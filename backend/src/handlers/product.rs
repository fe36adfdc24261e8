//! HTTP handlers for product catalog and stock batch endpoints

use axum::{
    extract::{Path, State},
    Json,
};
use uuid::Uuid;

use crate::error::AppResult;
use crate::models::{ProductBatch, ProductWithUnits};
use crate::services::batch::{AddBatchInput, AddBatchSummary, BatchService};
use crate::services::product::{CreateProductInput, ProductService};
use crate::AppState;

/// Create a product with its unit measurements
pub async fn create_product(
    State(state): State<AppState>,
    Json(input): Json<CreateProductInput>,
) -> AppResult<Json<ProductWithUnits>> {
    let service = ProductService::new(state.db);
    let product = service.create_product(input).await?;
    Ok(Json(product))
}

/// List all products
pub async fn list_products(
    State(state): State<AppState>,
) -> AppResult<Json<Vec<ProductWithUnits>>> {
    let service = ProductService::new(state.db);
    let products = service.list_products().await?;
    Ok(Json(products))
}

/// Get a product with its unit measurements
pub async fn get_product(
    State(state): State<AppState>,
    Path(product_id): Path<Uuid>,
) -> AppResult<Json<ProductWithUnits>> {
    let service = ProductService::new(state.db);
    let product = service.get_product(product_id).await?;
    Ok(Json(product))
}

/// Add a stock batch to a product
pub async fn add_batch(
    State(state): State<AppState>,
    Path(product_id): Path<Uuid>,
    Json(input): Json<AddBatchInput>,
) -> AppResult<Json<AddBatchSummary>> {
    let service = BatchService::new(state.db);
    let batch = service.add_batch(product_id, input).await?;
    Ok(Json(AddBatchSummary {
        quantity: batch.quantity,
        cost_price: batch.cost_price,
    }))
}

/// List a product's batches in FIFO order
pub async fn list_batches(
    State(state): State<AppState>,
    Path(product_id): Path<Uuid>,
) -> AppResult<Json<Vec<ProductBatch>>> {
    let service = BatchService::new(state.db);
    let batches = service.list_batches(product_id).await?;
    Ok(Json(batches))
}
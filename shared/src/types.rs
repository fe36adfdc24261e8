//! Common types used across the platform

use serde::{Deserialize, Serialize};

/// Pagination parameters
#[derive(Debug, Clone, Serialize, Deserialize)]
pub struct Pagination {
    pub page: u32,
    pub per_page: u32,
}

impl Default for Pagination {
    fn default() -> Self {
        Self {
            page: 1,
            per_page: 20,
        }
    }
}

impl Pagination {
    /// Offset into the result set for the current page
    pub fn offset(&self) -> u64 {
        u64::from(self.page.saturating_sub(1)) * u64::from(self.per_page)
    }
}

/// Paginated response
#[derive(Debug, Clone, Serialize, Deserialize)]
pub struct PaginatedResponse<T> {
    pub data: Vec<T>,
    pub pagination: PaginationMeta,
}

/// Pagination metadata
#[derive(Debug, Clone, Serialize, Deserialize)]
pub struct PaginationMeta {
    pub page: u32,
    pub per_page: u32,
    pub total_items: u64,
    pub total_pages: u32,
}

impl PaginationMeta {
    pub fn new(pagination: &Pagination, total_items: u64) -> Self {
        let per_page = pagination.per_page.max(1);
        let total_pages = total_items.div_ceil(u64::from(per_page)) as u32;
        Self {
            page: pagination.page,
            per_page,
            total_items,
            total_pages,
        }
    }
}
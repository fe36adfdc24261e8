//! Product batch models and the FIFO depletion planner

use chrono::{DateTime, Utc};
use rust_decimal::Decimal;
use serde::{Deserialize, Serialize};
use uuid::Uuid;

/// A discrete lot of stock with its own acquisition cost
///
/// Batches are consumed oldest-first when stock is sold. A batch whose
/// quantity reaches zero is deleted, never stored at zero.
#[derive(Debug, Clone, Serialize, Deserialize)]
pub struct ProductBatch {
    pub id: Uuid,
    pub product_id: Uuid,
    /// Monotonic ordinal assigned at insertion; defines FIFO order
    pub seq: i64,
    pub quantity: i64,
    pub cost_price: Decimal,
    pub added_on: DateTime<Utc>,
}

/// A batch as seen by the depletion planner: identity, units remaining
/// and per-unit acquisition cost, already in FIFO order.
#[derive(Debug, Clone, PartialEq, Eq)]
pub struct BatchLot {
    pub id: Uuid,
    pub quantity: i64,
    pub cost_price: Decimal,
}

/// Consumption of a single batch within a depletion plan
#[derive(Debug, Clone, PartialEq, Eq)]
pub struct BatchConsumption {
    pub batch_id: Uuid,
    pub consumed: i64,
    pub cost_price: Decimal,
    /// The batch is fully consumed and must be deleted
    pub exhausted: bool,
}

/// Outcome of planning a FIFO depletion
#[derive(Debug, Clone, PartialEq, Eq)]
pub struct DepletionPlan {
    pub consumed: Vec<BatchConsumption>,
    pub units_sold: i64,
    pub total_cost: Decimal,
    /// Requested units that could not be satisfied from the ledger
    pub shortfall: i64,
}

impl DepletionPlan {
    /// An empty plan: nothing consumed, the full request outstanding
    pub fn empty(requested: i64) -> Self {
        Self {
            consumed: Vec::new(),
            units_sold: 0,
            total_cost: Decimal::ZERO,
            shortfall: requested.max(0),
        }
    }
}

/// Plan the FIFO consumption of `requested` units against `batches`.
///
/// Batches must already be in FIFO order (oldest first). For each batch the
/// planner takes `min(batch.quantity, remaining)` units and accumulates
/// `taken * cost_price` into the total cost as exact decimals. Planning
/// never fails: a zero request or an empty ledger yields an empty plan, and
/// an oversized request is answered with whatever stock exists plus the
/// shortfall. Treating zero units sold as a failure is the caller's call.
pub fn plan_depletion(batches: &[BatchLot], requested: i64) -> DepletionPlan {
    let requested = requested.max(0);
    let mut remaining = requested;
    let mut consumed = Vec::new();
    let mut total_cost = Decimal::ZERO;

    for batch in batches {
        if remaining == 0 {
            break;
        }
        let take = batch.quantity.min(remaining);
        if take == 0 {
            continue;
        }
        total_cost += Decimal::from(take) * batch.cost_price;
        consumed.push(BatchConsumption {
            batch_id: batch.id,
            consumed: take,
            cost_price: batch.cost_price,
            exhausted: take == batch.quantity,
        });
        remaining -= take;
    }

    DepletionPlan {
        consumed,
        units_sold: requested - remaining,
        total_cost,
        shortfall: remaining,
    }
}
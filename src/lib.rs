#![no_std]

//! `SlotVec`: a growable vector of fixed-size slots.
//!
//! `SlotVec<T>` stores plain `Copy` values in one contiguous region and grows
//! by doubling when an insertion would exceed its capacity. All positional
//! operations are bounds-checked, and every fallible operation either
//! completes or leaves the container exactly as it was.
//!
//! This crate is `no_std` and only needs `alloc`.
//!
//! # Capacity and Growth
//!
//! - A new container allocates 8 slots (see [`SlotVecConfig`]).
//! - When an insertion would exceed the capacity, the capacity doubles.
//! - Removing elements never shrinks the capacity.
//! - Allocation failure is reported as [`SlotVecError::AllocationFailed`],
//!   never as an abort.
//!
//! ```
//! # use slotvec::SlotVec;
//! let mut numbers = SlotVec::<u32>::new().unwrap();
//! assert_eq!(numbers.capacity(), 8);
//!
//! for i in 0..9 {
//!     numbers.push(i).unwrap();
//! }
//! assert_eq!(numbers.len(), 9);
//! assert_eq!(numbers.capacity(), 16);
//! assert_eq!(numbers.used_bytes(), 36);
//! assert_eq!(numbers.total_bytes(), 64);
//! ```
//!
//! # Positional Access
//!
//! ```
//! # use slotvec::{SlotVec, SlotVecError};
//! let mut letters = SlotVec::from_slice(&['a', 'c']).unwrap();
//!
//! letters.insert(1, 'b').unwrap();
//! assert_eq!(letters.as_slice(), &['a', 'b', 'c']);
//!
//! letters.set(0, 'z').unwrap();
//! assert_eq!(letters.get(0), Some(&'z'));
//!
//! assert_eq!(letters.remove(1), Ok('b'));
//! assert_eq!(
//!     letters.remove(5),
//!     Err(SlotVecError::IndexOutOfBounds { index: 5, length: 2 })
//! );
//! ```
//!
//! # Search
//!
//! Searches scan linearly from the front and use `PartialEq`. The `_by`
//! variants take a caller-supplied predicate instead.
//!
//! ```
//! # use slotvec::SlotVec;
//! #[derive(Clone, Copy, Debug, PartialEq)]
//! struct Person {
//!     id: char,
//!     age: u8,
//! }
//!
//! let mut people = SlotVec::with_label("people").unwrap();
//! people.add_all(&[
//!     Person { id: 'A', age: 25 },
//!     Person { id: 'B', age: 30 },
//!     Person { id: 'C', age: 22 },
//! ]).unwrap();
//!
//! assert_eq!(people.index_of(&Person { id: 'B', age: 30 }), Some(1));
//! assert_eq!(people.index_of_by(|p| p.age < 24), Some(2));
//!
//! let older = people.filtered(|p| p.age >= 25).unwrap();
//! assert_eq!(older.len(), 2);
//! ```
//!
//! # Iterator Support
//!
//! ```
//! # use slotvec::SlotVec;
//! let numbers = SlotVec::from_slice(&[1, 2, 3]).unwrap();
//!
//! let sum: i32 = numbers.iter().sum();
//! assert_eq!(sum, 6);
//!
//! let reversed: Vec<_> = numbers.iter_rev().copied().collect();
//! assert_eq!(reversed, vec![3, 2, 1]);
//! ```
//!
//! # Logging
//!
//! With the `log` feature enabled, growth events and reported failures are
//! emitted through the `log` facade under the `slotvec` target.

extern crate alloc;

mod config;
mod core;
mod error;
mod iter;
mod logging;

// Re-export public types and traits
pub use crate::config::SlotVecConfig;
pub use crate::core::SlotVec;
pub use crate::error::SlotVecError;
pub use crate::iter::{SlotVecIter, SlotVecRevIter};
use crate::core::SlotVec;

/// Iterator over the live slots of a `SlotVec`
///
/// This iterator implements `Clone`.
#[derive(Clone, Debug)]
pub struct SlotVecIter<'a, T> {
    slots: &'a [T],
    front: usize,
    back: usize,
}

impl<'a, T> SlotVecIter<'a, T> {
    pub(crate) fn new(slots: &'a [T]) -> Self {
        Self {
            slots,
            front: 0,
            back: slots.len(),
        }
    }
}

impl<'a, T> Iterator for SlotVecIter<'a, T> {
    type Item = &'a T;

    fn next(&mut self) -> Option<Self::Item> {
        if self.front < self.back {
            let item = self.slots.get(self.front);
            self.front += 1;
            item
        } else {
            None
        }
    }

    fn size_hint(&self) -> (usize, Option<usize>) {
        let remaining = self.back - self.front;
        (remaining, Some(remaining))
    }
}

impl<T> DoubleEndedIterator for SlotVecIter<'_, T> {
    fn next_back(&mut self) -> Option<Self::Item> {
        if self.front < self.back {
            self.back -= 1;
            self.slots.get(self.back)
        } else {
            None
        }
    }
}

impl<T> ExactSizeIterator for SlotVecIter<'_, T> {}

impl<'a, T: Copy> IntoIterator for &'a SlotVec<T> {
    type Item = &'a T;
    type IntoIter = SlotVecIter<'a, T>;

    fn into_iter(self) -> Self::IntoIter {
        SlotVecIter::new(self.as_slice())
    }
}

/// Reverse iterator over the live slots of a `SlotVec`
///
/// This iterator implements `Clone`.
#[derive(Clone, Debug)]
pub struct SlotVecRevIter<'a, T> {
    slots: &'a [T],
    current: usize,
}

impl<'a, T> SlotVecRevIter<'a, T> {
    pub(crate) fn new(slots: &'a [T]) -> Self {
        Self {
            slots,
            current: slots.len(),
        }
    }
}

impl<'a, T> Iterator for SlotVecRevIter<'a, T> {
    type Item = &'a T;

    fn next(&mut self) -> Option<Self::Item> {
        if self.current > 0 {
            self.current -= 1;
            self.slots.get(self.current)
        } else {
            None
        }
    }

    fn size_hint(&self) -> (usize, Option<usize>) {
        (self.current, Some(self.current))
    }
}

impl<T> ExactSizeIterator for SlotVecRevIter<'_, T> {}
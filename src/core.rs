use alloc::boxed::Box;
use alloc::string::String;
use alloc::vec::Vec;
use core::any::type_name;
use core::mem::size_of;

use crate::config::SlotVecConfig;
use crate::error::SlotVecError;
use crate::iter::{SlotVecIter, SlotVecRevIter};
use crate::logging;

const UNNAMED: &str = "Unnamed List";

/// A growable vector of fixed-size slots with doubling growth
#[derive(Debug)]
pub struct SlotVec<T: Copy> {
    slots: Vec<T>,
    capacity: usize,
    initial_capacity: usize,
    label: Option<String>,
    type_tag: &'static str,
}

/// Reserves room for `total` slots in `slots`, reporting allocator refusal.
fn reserve_slots<T>(slots: &mut Vec<T>, total: usize) -> Result<(), SlotVecError> {
    let additional = total.saturating_sub(slots.len());
    slots.try_reserve_exact(additional).map_err(|_| {
        logging::debug!("allocation of {} slots failed", total);
        SlotVecError::AllocationFailed { requested: total }
    })
}

impl<T: Copy> SlotVec<T> {
    /// Creates a new `SlotVec` with the default initial capacity (8).
    ///
    /// # Errors
    ///
    /// Returns `SlotVecError::AllocationFailed` if the initial slots cannot be
    /// allocated.
    pub fn new() -> Result<Self, SlotVecError> {
        Self::with_config(SlotVecConfig::new())
    }

    /// Creates a new `SlotVec` with the default initial capacity and a
    /// diagnostic name.
    ///
    /// # Errors
    ///
    /// Returns `SlotVecError::AllocationFailed` if the initial slots cannot be
    /// allocated.
    pub fn with_label(label: impl Into<String>) -> Result<Self, SlotVecError> {
        Self::with_config(SlotVecConfig::new().with_label(label))
    }

    /// Creates a new `SlotVec` from an explicit configuration.
    ///
    /// # Errors
    ///
    /// Returns `SlotVecError::InvalidConfiguration` if the configuration does
    /// not validate, or `SlotVecError::AllocationFailed` if the initial slots
    /// cannot be allocated.
    pub fn with_config(config: SlotVecConfig) -> Result<Self, SlotVecError> {
        config.validate()?;

        let mut slots = Vec::new();
        reserve_slots(&mut slots, config.initial_capacity)?;

        logging::trace!(
            "initialized {:?} with {} slots of {} bytes",
            config.label,
            config.initial_capacity,
            size_of::<T>()
        );

        Ok(Self {
            slots,
            capacity: config.initial_capacity,
            initial_capacity: config.initial_capacity,
            label: config.label,
            type_tag: type_name::<T>(),
        })
    }

    /// Creates a new `SlotVec` holding a copy of `values`, in order.
    ///
    /// # Errors
    ///
    /// Returns an allocation error if the slots cannot be reserved.
    pub fn from_slice(values: &[T]) -> Result<Self, SlotVecError> {
        let mut slot_vec = Self::new()?;
        slot_vec.add_all(values)?;
        Ok(slot_vec)
    }

    /// Releases the storage and resets the container to its zero state.
    ///
    /// Calling this more than once is harmless. A disposed container can be
    /// reused; the next insertion allocates the initial capacity again.
    pub fn dispose(&mut self) {
        logging::trace!("disposing {} ({} slots)", self.name(), self.capacity);
        self.slots = Vec::new();
        self.capacity = 0;
        self.label = None;
        self.type_tag = "";
    }

    #[must_use]
    pub fn len(&self) -> usize {
        self.slots.len()
    }

    #[must_use]
    pub fn is_empty(&self) -> bool {
        self.slots.is_empty()
    }

    /// Number of slots allocated, live or not.
    #[must_use]
    pub fn capacity(&self) -> usize {
        self.capacity
    }

    /// Width of one slot in bytes.
    #[must_use]
    pub const fn element_size(&self) -> usize {
        size_of::<T>()
    }

    /// Bytes occupied by live elements.
    #[must_use]
    pub fn used_bytes(&self) -> usize {
        self.len() * self.element_size()
    }

    /// Bytes allocated for all slots.
    #[must_use]
    pub fn total_bytes(&self) -> usize {
        self.capacity * self.element_size()
    }

    /// Diagnostic name of the container.
    ///
    /// A leading `&` is not part of the name. Returns `"Unnamed List"` when no
    /// label was given or the container has been disposed.
    #[must_use]
    pub fn name(&self) -> &str {
        match self.label.as_deref() {
            Some(label) => label.strip_prefix('&').unwrap_or(label),
            None => UNNAMED,
        }
    }

    /// Name of the element type, empty once disposed.
    #[must_use]
    pub fn type_tag(&self) -> &str {
        self.type_tag
    }

    /// Makes room for `additional` more elements, doubling the capacity
    /// until it fits. Does nothing to the container on failure.
    fn ensure_capacity(&mut self, additional: usize) -> Result<(), SlotVecError> {
        let required =
            self.len()
                .checked_add(additional)
                .ok_or(SlotVecError::CapacityOverflow {
                    capacity: self.capacity,
                })?;
        if required <= self.capacity {
            return Ok(());
        }

        let mut new_capacity = if self.capacity == 0 {
            self.initial_capacity
        } else {
            self.capacity
        };
        while new_capacity < required {
            new_capacity = new_capacity
                .checked_mul(2)
                .ok_or(SlotVecError::CapacityOverflow {
                    capacity: self.capacity,
                })?;
        }

        reserve_slots(&mut self.slots, new_capacity)?;
        logging::debug!(
            "{}: grew from {} to {} slots",
            self.name(),
            self.capacity,
            new_capacity
        );

        if self.capacity == 0 {
            self.type_tag = type_name::<T>();
        }
        self.capacity = new_capacity;
        Ok(())
    }

    fn check_bounds(&self, index: usize) -> Result<(), SlotVecError> {
        if index >= self.len() {
            logging::trace!("{}: index {} out of bounds", self.name(), index);
            Err(SlotVecError::IndexOutOfBounds {
                index,
                length: self.len(),
            })
        } else {
            Ok(())
        }
    }

    /// Appends an element at the end.
    ///
    /// # Errors
    ///
    /// Returns `SlotVecError::AllocationFailed` or
    /// `SlotVecError::CapacityOverflow` if growth is needed and fails.
    pub fn push(&mut self, value: T) -> Result<(), SlotVecError> {
        self.ensure_capacity(1)?;
        self.slots.push(value);
        Ok(())
    }

    /// Appends every element of `values`, in order.
    ///
    /// Capacity grows exactly as it would for the same number of `push`
    /// calls. Either all elements are appended or none are.
    ///
    /// # Errors
    ///
    /// Returns an allocation error if growth is needed and fails.
    pub fn add_all(&mut self, values: &[T]) -> Result<(), SlotVecError> {
        self.ensure_capacity(values.len())?;
        self.slots.extend_from_slice(values);
        Ok(())
    }

    /// Inserts an element at `index`, shifting later elements right.
    ///
    /// `index == len()` appends.
    ///
    /// # Errors
    ///
    /// Returns `SlotVecError::InsertOutOfBounds` if `index > len()`, or an
    /// allocation error if growth fails.
    pub fn insert(&mut self, index: usize, value: T) -> Result<(), SlotVecError> {
        if index > self.len() {
            logging::trace!("{}: insert position {} out of bounds", self.name(), index);
            return Err(SlotVecError::InsertOutOfBounds {
                index,
                length: self.len(),
            });
        }
        self.ensure_capacity(1)?;
        self.slots.insert(index, value);
        Ok(())
    }

    /// Gets the element at the specified index.
    ///
    /// Returns `None` if the index is out of bounds.
    #[must_use]
    pub fn get(&self, index: usize) -> Option<&T> {
        self.slots.get(index)
    }

    /// Gets the element at the specified index.
    ///
    /// # Errors
    ///
    /// Returns `SlotVecError::IndexOutOfBounds` if `index` is out of bounds.
    pub fn try_get(&self, index: usize) -> Result<&T, SlotVecError> {
        self.check_bounds(index)?;
        self.slots
            .get(index)
            .ok_or(SlotVecError::IndexOutOfBounds {
                index,
                length: self.len(),
            })
    }

    #[must_use]
    pub fn get_mut(&mut self, index: usize) -> Option<&mut T> {
        self.slots.get_mut(index)
    }

    /// Address of the slot at `index`, or `None` if it is not live.
    ///
    /// The pointer is invalidated by any growth of the container.
    #[must_use]
    pub fn slot_ptr(&self, index: usize) -> Option<*const T> {
        self.slots.get(index).map(core::ptr::from_ref)
    }

    /// Overwrites the element at `index`.
    ///
    /// # Errors
    ///
    /// Returns `SlotVecError::IndexOutOfBounds` if `index` is out of bounds.
    pub fn set(&mut self, index: usize, value: T) -> Result<(), SlotVecError> {
        self.check_bounds(index)?;
        if let Some(slot) = self.slots.get_mut(index) {
            *slot = value;
        }
        Ok(())
    }

    /// Removes and returns the element at `index`, shifting later elements
    /// left.
    ///
    /// # Errors
    ///
    /// Returns `SlotVecError::IndexOutOfBounds` if `index` is out of bounds.
    pub fn remove(&mut self, index: usize) -> Result<T, SlotVecError> {
        self.check_bounds(index)?;
        Ok(self.slots.remove(index))
    }

    /// Removes and returns the last element.
    ///
    /// Returns `None` if the vector is empty.
    pub fn pop(&mut self) -> Option<T> {
        self.slots.pop()
    }

    #[must_use]
    pub fn last(&self) -> Option<&T> {
        self.slots.last()
    }

    /// Drops all live elements. Capacity is kept.
    pub fn clear(&mut self) {
        self.slots.clear();
    }

    /// Position of the first element equal to `value`.
    #[must_use]
    pub fn index_of(&self, value: &T) -> Option<usize>
    where
        T: PartialEq,
    {
        self.index_of_by(|slot| slot == value)
    }

    /// Position of the first element matching `predicate`.
    #[must_use]
    pub fn index_of_by<F>(&self, predicate: F) -> Option<usize>
    where
        F: FnMut(&T) -> bool,
    {
        self.slots.iter().position(predicate)
    }

    #[must_use]
    pub fn contains(&self, value: &T) -> bool
    where
        T: PartialEq,
    {
        self.index_of(value).is_some()
    }

    /// Removes the first element equal to `value` and returns it.
    ///
    /// # Errors
    ///
    /// Returns `SlotVecError::ValueNotFound` if no element matches.
    pub fn remove_value(&mut self, value: &T) -> Result<T, SlotVecError>
    where
        T: PartialEq,
    {
        self.remove_first_by(|slot| slot == value)
    }

    /// Removes the first element matching `predicate` and returns it.
    ///
    /// # Errors
    ///
    /// Returns `SlotVecError::ValueNotFound` if no element matches.
    pub fn remove_first_by<F>(&mut self, predicate: F) -> Result<T, SlotVecError>
    where
        F: FnMut(&T) -> bool,
    {
        let index = self.index_of_by(predicate).ok_or_else(|| {
            logging::trace!("{}: value not found", self.name());
            SlotVecError::ValueNotFound
        })?;
        self.remove(index)
    }

    /// Fresh, empty container sharing this one's initial capacity.
    fn fresh(&self, label: Option<String>) -> Result<Self, SlotVecError> {
        Self::with_config(SlotVecConfig {
            initial_capacity: self.initial_capacity,
            label,
        })
    }

    /// Re-initializes `dest` with copies of the elements matching
    /// `predicate`, in order. `dest` keeps its label.
    ///
    /// On error `dest` is left untouched.
    ///
    /// # Errors
    ///
    /// Returns an allocation error if `dest` cannot be allocated or grown.
    pub fn filter_into<F>(&self, dest: &mut Self, predicate: F) -> Result<(), SlotVecError>
    where
        F: FnMut(&T) -> bool,
    {
        let mut sublist = self.fresh(dest.label.clone())?;
        sublist.collect_matching(self, predicate)?;
        *dest = sublist;
        Ok(())
    }

    /// New container holding copies of the elements matching `predicate`.
    ///
    /// # Errors
    ///
    /// Returns an allocation error if the new container cannot be allocated
    /// or grown.
    pub fn filtered<F>(&self, predicate: F) -> Result<Self, SlotVecError>
    where
        F: FnMut(&T) -> bool,
    {
        let mut sublist = self.fresh(None)?;
        sublist.collect_matching(self, predicate)?;
        Ok(sublist)
    }

    fn collect_matching<F>(&mut self, source: &Self, mut predicate: F) -> Result<(), SlotVecError>
    where
        F: FnMut(&T) -> bool,
    {
        for value in source {
            if predicate(value) {
                self.push(*value)?;
            }
        }
        Ok(())
    }

    /// Copies the live elements into a new, independently owned array.
    ///
    /// # Errors
    ///
    /// Returns `SlotVecError::AllocationFailed` if the array cannot be
    /// allocated.
    pub fn to_array(&self) -> Result<Box<[T]>, SlotVecError> {
        let mut array = Vec::new();
        reserve_slots(&mut array, self.len())?;
        array.extend_from_slice(&self.slots);
        Ok(array.into_boxed_slice())
    }

    /// Re-initializes the container and appends every element of `values`.
    ///
    /// The label is kept. On error the container is left untouched.
    ///
    /// # Errors
    ///
    /// Returns an allocation error if the slots cannot be reserved.
    pub fn load_from_array(&mut self, values: &[T]) -> Result<(), SlotVecError> {
        let mut loaded = self.fresh(self.label.clone())?;
        loaded.add_all(values)?;
        *self = loaded;
        Ok(())
    }

    /// The live elements as a slice.
    #[must_use]
    pub fn as_slice(&self) -> &[T] {
        &self.slots
    }

    /// Returns an iterator over the live elements.
    #[must_use]
    pub fn iter(&self) -> SlotVecIter<'_, T> {
        self.into_iter()
    }

    /// Returns a reverse iterator over the live elements.
    #[must_use]
    pub fn iter_rev(&self) -> SlotVecRevIter<'_, T> {
        SlotVecRevIter::new(self.as_slice())
    }
}

impl<T: Copy> TryFrom<&[T]> for SlotVec<T> {
    type Error = SlotVecError;

    fn try_from(values: &[T]) -> Result<Self, Self::Error> {
        Self::from_slice(values)
    }
}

ASSIGNMENT: The answer should be one number: how many lines of the data above contain "letters".

EXERCISE RESULT: 7